In Leviathan ~The Last Defense~, Leviathan, pronounced Leviatan, is the name of one of the main protagonists. She is a Water-affiliated mage that can transform into a human/dragon hybrid. Her two companions, Bahamut and Jörmungandr, are also named after mythical aquatic monsters and can transform into human/dragon hybrids; they are affiliated with Fire and Earth, respectively.

In High School DxD, Leviathan is one of the Four Devil Kings, who is in charge of foreign affairs for the Devils.

==Other==
One of the newest roller coasters (also the tallest in Canada) at the Canada's Wonderland amusement park is called the Leviathan.

In the SCP Foundation mythos, SCP-169 is a massive marine arthropod 2000 to 8000 km in length, historically known as the Leviathan. The creature, which resembles an archipelago when viewed by sailors at sea level, lives in the South Atlantic Ocean and possibly the Drake Passage, and was responsible for the Bloop.

In the 3.5 edition supplement Elder Evils for Dungeons & Dragons, Leviathan is one of the abominations profiled, described as a colossal sea monster so huge that it encircles the entire world.
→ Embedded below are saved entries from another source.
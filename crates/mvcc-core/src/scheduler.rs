//! ---
//! mvcc_section: "04-execution-engine"
//! mvcc_subsection: "module"
//! mvcc_type: "source"
//! mvcc_scope: "code"
//! mvcc_description: "Interleaved step delivery across the session pool."
//! mvcc_version: "v0.0.0-prealpha"
//! mvcc_owner: "tbd"
//! ---
use std::time::Duration;

use mvcc_common::{DialectProfile, TimingConfig};
use mvcc_logging::{sim_debug, LogContext};
use mvcc_scenario::{Scenario, TransactionTag};
use serde::Serialize;
use thiserror::Error;

use crate::cancel::{CancelToken, Cancelled};
use crate::pool::SessionPool;
use crate::session::SessionIoError;

#[derive(Debug, Error)]
pub enum SchedulerError {
    #[error("step '{step}' belongs to transaction {transaction} which has no session, check the scenario formatting")]
    Format {
        step: String,
        transaction: TransactionTag,
    },
    #[error(transparent)]
    Session(#[from] SessionIoError),
    #[error("step delivery cancelled")]
    Cancelled(#[from] Cancelled),
}

/// One thing the scheduler did, in order.
#[derive(Debug, Clone, PartialEq, Eq, Serialize)]
#[serde(tag = "action", rename_all = "snake_case")]
pub enum ScheduledAction {
    /// Transaction switch pause.
    Pause {
        #[serde(with = "millis")]
        duration: Duration,
    },
    Send {
        step: String,
        transaction: TransactionTag,
        slot: usize,
        statement: String,
    },
    Focus { slot: usize },
}

mod millis {
    use std::time::Duration;

    pub fn serialize<S: serde::Serializer>(value: &Duration, s: S) -> Result<S::Ok, S::Error> {
        s.serialize_u64(u64::try_from(value.as_millis()).unwrap_or(u64::MAX))
    }
}

/// Ordered record of a scheduler run.
#[derive(Debug, Clone, Default, PartialEq, Eq, Serialize)]
pub struct RunTranscript {
    pub actions: Vec<ScheduledAction>,
}

impl RunTranscript {
    pub fn pauses(&self) -> usize {
        self.actions
            .iter()
            .filter(|action| matches!(action, ScheduledAction::Pause { .. }))
            .count()
    }

    /// `(slot, statement)` pairs in delivery order.
    pub fn sends(&self) -> Vec<(usize, &str)> {
        self.actions
            .iter()
            .filter_map(|action| match action {
                ScheduledAction::Send {
                    slot, statement, ..
                } => Some((*slot, statement.as_str())),
                _ => None,
            })
            .collect()
    }
}

/// Walks the scenario's steps and routes each to the session owning its transaction.
#[derive(Debug, Clone)]
pub struct StepScheduler {
    switch_pause: Duration,
    submit_pause: Duration,
    cancel: CancelToken,
}

impl StepScheduler {
    pub fn new(timing: &TimingConfig, cancel: CancelToken) -> Self {
        Self {
            switch_pause: timing.transaction_switch_pause,
            submit_pause: timing.step_submit_pause,
            cancel,
        }
    }

    /// Deliver every step in declaration order, then focus the first session.
    ///
    /// A pause separates consecutive steps of different transactions. The first step never
    /// pauses.
    pub async fn run(
        &self,
        pool: &SessionPool,
        scenario: &Scenario,
        profile: &DialectProfile,
    ) -> Result<RunTranscript, SchedulerError> {
        let mut transcript = RunTranscript::default();
        let dialect: &str = scenario.dialect.into();
        let mut previous = scenario.steps.first().map(|step| step.transaction.clone());

        for step in &scenario.steps {
            let session = pool
                .session_for(&step.transaction)
                .ok_or_else(|| SchedulerError::Format {
                    step: step.key.clone(),
                    transaction: step.transaction.clone(),
                })?;

            if previous.as_ref() != Some(&step.transaction) {
                self.cancel.sleep(self.switch_pause).await?;
                transcript.actions.push(ScheduledAction::Pause {
                    duration: self.switch_pause,
                });
                previous = Some(step.transaction.clone());
            }

            let ctx = LogContext::new()
                .with_dialect(dialect)
                .with_test(&scenario.test_id)
                .with_transaction(step.transaction.as_str())
                .with_session(session.slot());
            for statement in &step.statements {
                self.cancel.check()?;
                session.send(statement).await?;
                if let Some(token) = profile.submit_token {
                    session.send(token).await?;
                    self.cancel.sleep(self.submit_pause).await?;
                }
                sim_debug!(context = ctx, "{}: {}", step.key, statement);
                transcript.actions.push(ScheduledAction::Send {
                    step: step.key.clone(),
                    transaction: step.transaction.clone(),
                    slot: session.slot(),
                    statement: statement.clone(),
                });
            }
        }

        if let Some(first) = pool.session(0) {
            first.focus().await?;
            transcript.actions.push(ScheduledAction::Focus { slot: 0 });
        }
        Ok(transcript)
    }
}
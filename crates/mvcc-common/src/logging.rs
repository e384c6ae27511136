//! ---
//! mvcc_section: "01-core-functionality"
//! mvcc_subsection: "module"
//! mvcc_type: "source"
//! mvcc_scope: "code"
//! mvcc_description: "Tracing subscriber setup for mvcc-sim binaries."
//! mvcc_version: "v0.0.0-prealpha"
//! mvcc_owner: "tbd"
//! ---
use anyhow::Result;
use once_cell::sync::OnceCell;
use serde::{Deserialize, Serialize};
use tracing::info;
use tracing_appender::rolling::daily;
use tracing_subscriber::filter::EnvFilter;
use tracing_subscriber::fmt;
use tracing_subscriber::layer::{Layer, SubscriberExt};
use tracing_subscriber::util::SubscriberInitExt;

use crate::config::LoggingConfig;

const LOG_ENV: &str = "MVCC_SIM_LOG";

static FILE_GUARD: OnceCell<tracing_appender::non_blocking::WorkerGuard> = OnceCell::new();
static STDERR_GUARD: OnceCell<tracing_appender::non_blocking::WorkerGuard> = OnceCell::new();

/// Available log formats for terminal output.
#[derive(Debug, Clone, Copy, Serialize, Deserialize, PartialEq, Eq, Default)]
#[serde(rename_all = "kebab-case")]
pub enum LogFormat {
    StructuredJson,
    #[default]
    Pretty,
}

/// Initialize the tracing subscriber based on configuration and environment variables.
///
/// * `MVCC_SIM_LOG` overrides the filter (e.g. `info`, `debug,mvcc_core=trace`). When unset
///   `RUST_LOG` is honoured, finally defaulting to `info`.
/// * Terminal output goes to stderr; stdout carries the operator-facing progress marks.
/// * With `file_logging` a daily rolling JSON file is written under `directory`.
pub fn init_tracing(service_name: &str, config: &LoggingConfig) -> Result<()> {
    let filter = match std::env::var(LOG_ENV) {
        Ok(directive) => EnvFilter::try_new(directive).unwrap_or_else(|err| {
            eprintln!(
                "invalid {} directive ({}); defaulting to info logging",
                LOG_ENV, err
            );
            EnvFilter::new("info")
        }),
        Err(_) => EnvFilter::try_from_default_env().unwrap_or_else(|_| EnvFilter::new("info")),
    };

    let (stderr_writer, stderr_guard) = tracing_appender::non_blocking(std::io::stderr());
    let _ = STDERR_GUARD.set(stderr_guard);

    let fmt_layer = match config.format {
        LogFormat::StructuredJson => fmt::layer()
            .with_target(false)
            .with_timer(fmt::time::UtcTime::rfc_3339())
            .json()
            .with_writer(stderr_writer)
            .boxed(),
        LogFormat::Pretty => fmt::layer()
            .with_target(true)
            .with_timer(fmt::time::UtcTime::rfc_3339())
            .with_writer(stderr_writer)
            .boxed(),
    };

    let file_layer = if config.file_logging {
        std::fs::create_dir_all(&config.directory)?;
        let prefix = config
            .file_prefix
            .clone()
            .unwrap_or_else(|| service_name.to_owned());
        let file_appender = daily(&config.directory, format!("{}.log", prefix));
        let (file_writer, file_guard) = tracing_appender::non_blocking(file_appender);
        let _ = FILE_GUARD.set(file_guard);
        Some(
            fmt::layer()
                .with_target(true)
                .with_timer(fmt::time::UtcTime::rfc_3339())
                .json()
                .with_writer(file_writer)
                .boxed(),
        )
    } else {
        None
    };

    tracing_subscriber::registry()
        .with(filter)
        .with(fmt_layer)
        .with(file_layer)
        .try_init()
        .ok();

    info!(service = %service_name, file_logging = config.file_logging, format = ?config.format, "tracing initialised");
    Ok(())
}
//! ---
//! mvcc_section: "02-scenario-model"
//! mvcc_subsection: "module"
//! mvcc_type: "source"
//! mvcc_scope: "code"
//! mvcc_description: "Scenario decoding errors."
//! mvcc_version: "v0.0.0-prealpha"
//! mvcc_owner: "tbd"
//! ---
use mvcc_common::Dialect;
use thiserror::Error;

pub type Result<T> = std::result::Result<T, ParseError>;

/// Coarse classification of a [`ParseError`].
#[derive(Debug, Clone, Copy, PartialEq, Eq)]
pub enum ParseErrorKind {
    Malformed,
    UnknownTest,
}

#[derive(Debug, Error)]
pub enum ParseError {
    #[error("scenario document is malformed: {reason}")]
    Malformed {
        reason: String,
        #[source]
        source: Option<serde_yaml::Error>,
    },
    #[error("test '{test}' does not exist under '{dialect}-tests'")]
    UnknownTest { dialect: Dialect, test: String },
}

impl ParseError {
    pub fn kind(&self) -> ParseErrorKind {
        match self {
            ParseError::Malformed { .. } => ParseErrorKind::Malformed,
            ParseError::UnknownTest { .. } => ParseErrorKind::UnknownTest,
        }
    }

    pub(crate) fn malformed(reason: impl Into<String>) -> Self {
        ParseError::Malformed {
            reason: reason.into(),
            source: None,
        }
    }

    pub(crate) fn yaml(reason: impl Into<String>, source: serde_yaml::Error) -> Self {
        ParseError::Malformed {
            reason: reason.into(),
            source: Some(source),
        }
    }

    pub(crate) fn missing_key(key: &str) -> Self {
        Self::malformed(format!("required key '{key}' does not exist"))
    }
}
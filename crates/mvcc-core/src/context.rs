//! ---
//! mvcc_section: "04-execution-engine"
//! mvcc_subsection: "module"
//! mvcc_type: "source"
//! mvcc_scope: "code"
//! mvcc_description: "Per-run context passed to every engine component."
//! mvcc_version: "v0.0.0-prealpha"
//! mvcc_owner: "tbd"
//! ---
use mvcc_common::{ConnectionProfile, DialectProfile, RunnerConfig};
use mvcc_logging::LogContext;
use mvcc_scenario::{LoadedScenario, Scenario};

use crate::cancel::CancelToken;
use crate::establish::{ConnectPolicy, ConnectionEstablisher};

/// Everything one run needs, built once and borrowed by each component.
#[derive(Debug, Clone)]
pub struct RunContext {
    pub profile: DialectProfile,
    pub connection: ConnectionProfile,
    pub scenario: Scenario,
    pub config: RunnerConfig,
    pub cancel: CancelToken,
}

impl RunContext {
    pub fn new(loaded: LoadedScenario, config: RunnerConfig, cancel: CancelToken) -> Self {
        let LoadedScenario {
            scenario,
            connection,
        } = loaded;
        Self {
            profile: scenario.dialect.profile(),
            connection,
            scenario,
            config,
            cancel,
        }
    }

    pub fn connect_policy(&self) -> ConnectPolicy {
        ConnectPolicy::from(&self.config.timing)
    }

    pub fn establisher(&self) -> ConnectionEstablisher<'_> {
        ConnectionEstablisher::new(
            &self.profile,
            &self.connection,
            self.connect_policy(),
            self.cancel.clone(),
        )
    }

    /// Logging fields shared by every event of this run.
    pub fn log_context(&self) -> LogContext<'_> {
        LogContext::new()
            .with_dialect(self.profile.dialect.into())
            .with_test(&self.scenario.test_id)
    }

    /// Title shown on the host window, e.g. `POSTGRES - TEST2 - # Anomaly|Write Skew`.
    pub fn title(&self) -> String {
        let mut title = format!(
            "{} - {}",
            self.profile.dialect.to_string().to_uppercase(),
            self.scenario.test_id.to_uppercase()
        );
        if !self.scenario.comment.is_empty() {
            title.push_str(" - ");
            title.push_str(&self.scenario.comment);
        }
        title
    }
}
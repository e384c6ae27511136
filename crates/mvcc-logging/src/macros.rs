//! ---
//! mvcc_section: "03-logging"
//! mvcc_subsection: "module"
//! mvcc_type: "source"
//! mvcc_scope: "code"
//! mvcc_description: "Structured logging context and lifecycle events."
//! mvcc_version: "v0.0.0-prealpha"
//! mvcc_owner: "tbd"
//! ---
/// Emit an informational log enriched with run context.
#[macro_export]
macro_rules! sim_info {
    (context = $ctx:expr, $($arg:tt)+) => {{
        let ctx = &$ctx;
        tracing::event!(
            tracing::Level::INFO,
            dialect = ctx.dialect.unwrap_or(""),
            test = ctx.test.unwrap_or(""),
            transaction = ctx.transaction.unwrap_or(""),
            session = ctx.session,
            message = %format_args!($($arg)+)
        );
    }};
    ($($arg:tt)+) => {{
        let ctx = &$crate::LogContext::default();
        tracing::event!(
            tracing::Level::INFO,
            dialect = ctx.dialect.unwrap_or(""),
            test = ctx.test.unwrap_or(""),
            transaction = ctx.transaction.unwrap_or(""),
            session = ctx.session,
            message = %format_args!($($arg)+)
        );
    }};
}

/// Emit a debug log enriched with run context.
#[macro_export]
macro_rules! sim_debug {
    (context = $ctx:expr, $($arg:tt)+) => {{
        let ctx = &$ctx;
        tracing::event!(
            tracing::Level::DEBUG,
            dialect = ctx.dialect.unwrap_or(""),
            test = ctx.test.unwrap_or(""),
            transaction = ctx.transaction.unwrap_or(""),
            session = ctx.session,
            message = %format_args!($($arg)+)
        );
    }};
    ($($arg:tt)+) => {{
        let ctx = &$crate::LogContext::default();
        tracing::event!(
            tracing::Level::DEBUG,
            dialect = ctx.dialect.unwrap_or(""),
            test = ctx.test.unwrap_or(""),
            transaction = ctx.transaction.unwrap_or(""),
            session = ctx.session,
            message = %format_args!($($arg)+)
        );
    }};
}

/// Emit a warning log enriched with run context.
#[macro_export]
macro_rules! sim_warn {
    (context = $ctx:expr, $($arg:tt)+) => {{
        let ctx = &$ctx;
        tracing::event!(
            tracing::Level::WARN,
            dialect = ctx.dialect.unwrap_or(""),
            test = ctx.test.unwrap_or(""),
            transaction = ctx.transaction.unwrap_or(""),
            session = ctx.session,
            message = %format_args!($($arg)+)
        );
    }};
    ($($arg:tt)+) => {{
        let ctx = &$crate::LogContext::default();
        tracing::event!(
            tracing::Level::WARN,
            dialect = ctx.dialect.unwrap_or(""),
            test = ctx.test.unwrap_or(""),
            transaction = ctx.transaction.unwrap_or(""),
            session = ctx.session,
            message = %format_args!($($arg)+)
        );
    }};
}

/// Emit an error log enriched with run context.
#[macro_export]
macro_rules! sim_error {
    (context = $ctx:expr, $($arg:tt)+) => {{
        let ctx = &$ctx;
        tracing::event!(
            tracing::Level::ERROR,
            dialect = ctx.dialect.unwrap_or(""),
            test = ctx.test.unwrap_or(""),
            transaction = ctx.transaction.unwrap_or(""),
            session = ctx.session,
            message = %format_args!($($arg)+)
        );
    }};
    ($($arg:tt)+) => {{
        let ctx = &$crate::LogContext::default();
        tracing::event!(
            tracing::Level::ERROR,
            dialect = ctx.dialect.unwrap_or(""),
            test = ctx.test.unwrap_or(""),
            transaction = ctx.transaction.unwrap_or(""),
            session = ctx.session,
            message = %format_args!($($arg)+)
        );
    }};
}
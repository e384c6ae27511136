//! ---
//! mvcc_section: "02-scenario-model"
//! mvcc_subsection: "module"
//! mvcc_type: "source"
//! mvcc_scope: "code"
//! mvcc_description: "Scenario model exports."
//! mvcc_version: "v0.0.0-prealpha"
//! mvcc_owner: "tbd"
//! ---
//! Declarative isolation-anomaly scenarios.
//!
//! A scenario document carries per-dialect connection sections, a shared
//! `table-initialization` list, and per-dialect test collections whose steps
//! are tagged with the transaction that runs them. Decoding is pure and keeps
//! declaration order everywhere.

pub mod comments;
pub mod document;
pub mod error;
pub mod model;

pub use comments::{find_comment, list_tests, TestSummary};
pub use document::{parse, LoadedScenario, ScenarioDocument};
pub use error::{ParseError, ParseErrorKind};
pub use model::{Scenario, Step, TransactionTag, MAX_TRANSACTIONS};
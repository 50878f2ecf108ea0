//! Tracing subscriber installation.

use std::io::{self, IsTerminal};

use tracing_subscriber::EnvFilter;

#[derive(Debug, thiserror::Error)]
pub enum TelemetryError {
    #[error("invalid log filter {filter:?}")]
    Filter {
        filter: String,
        #[source]
        source: tracing_subscriber::filter::ParseError,
    },
    #[error("failed to install tracing subscriber")]
    Subscriber(#[source] tracing::subscriber::SetGlobalDefaultError),
}

/// Install the global subscriber, writing to stderr.
///
/// # Errors
///
/// Fails when `filter` is not a valid directive or a subscriber is already
/// installed.
pub fn init(filter: &str) -> Result<(), TelemetryError> {
    let env_filter = EnvFilter::try_new(filter).map_err(|source| TelemetryError::Filter {
        filter: filter.to_string(),
        source,
    })?;
    let subscriber = tracing_subscriber::fmt()
        .with_env_filter(env_filter)
        .with_target(true)
        .with_writer(io::stderr)
        .with_ansi(io::stderr().is_terminal())
        .finish();
    tracing::subscriber::set_global_default(subscriber).map_err(TelemetryError::Subscriber)
}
It is composed of leftover chaotic energies from creation.

In the tabletop game Shadowrun, leviathans are one of the four types of dragons, alongside eastern dragons, western dragons, and feathered serpents.

In response to the January 2026 North American winter storm, a conspiracy theory emerged on social media that the storm had been manufactured by the US government, or another unnamed power, to freeze a Leviathan-like creature awakening near Virginia Beach. Theorists pointed to the presence of military bases close by as evidence of government involvement. Supposed images of the creature shared online have been noted by experts as examples of pareidolia, where the human brain perceives familiar shapes in random patterns. Sandbars, underwater ridges and shadows were misinterpreted as the emerging head of a mythical beast.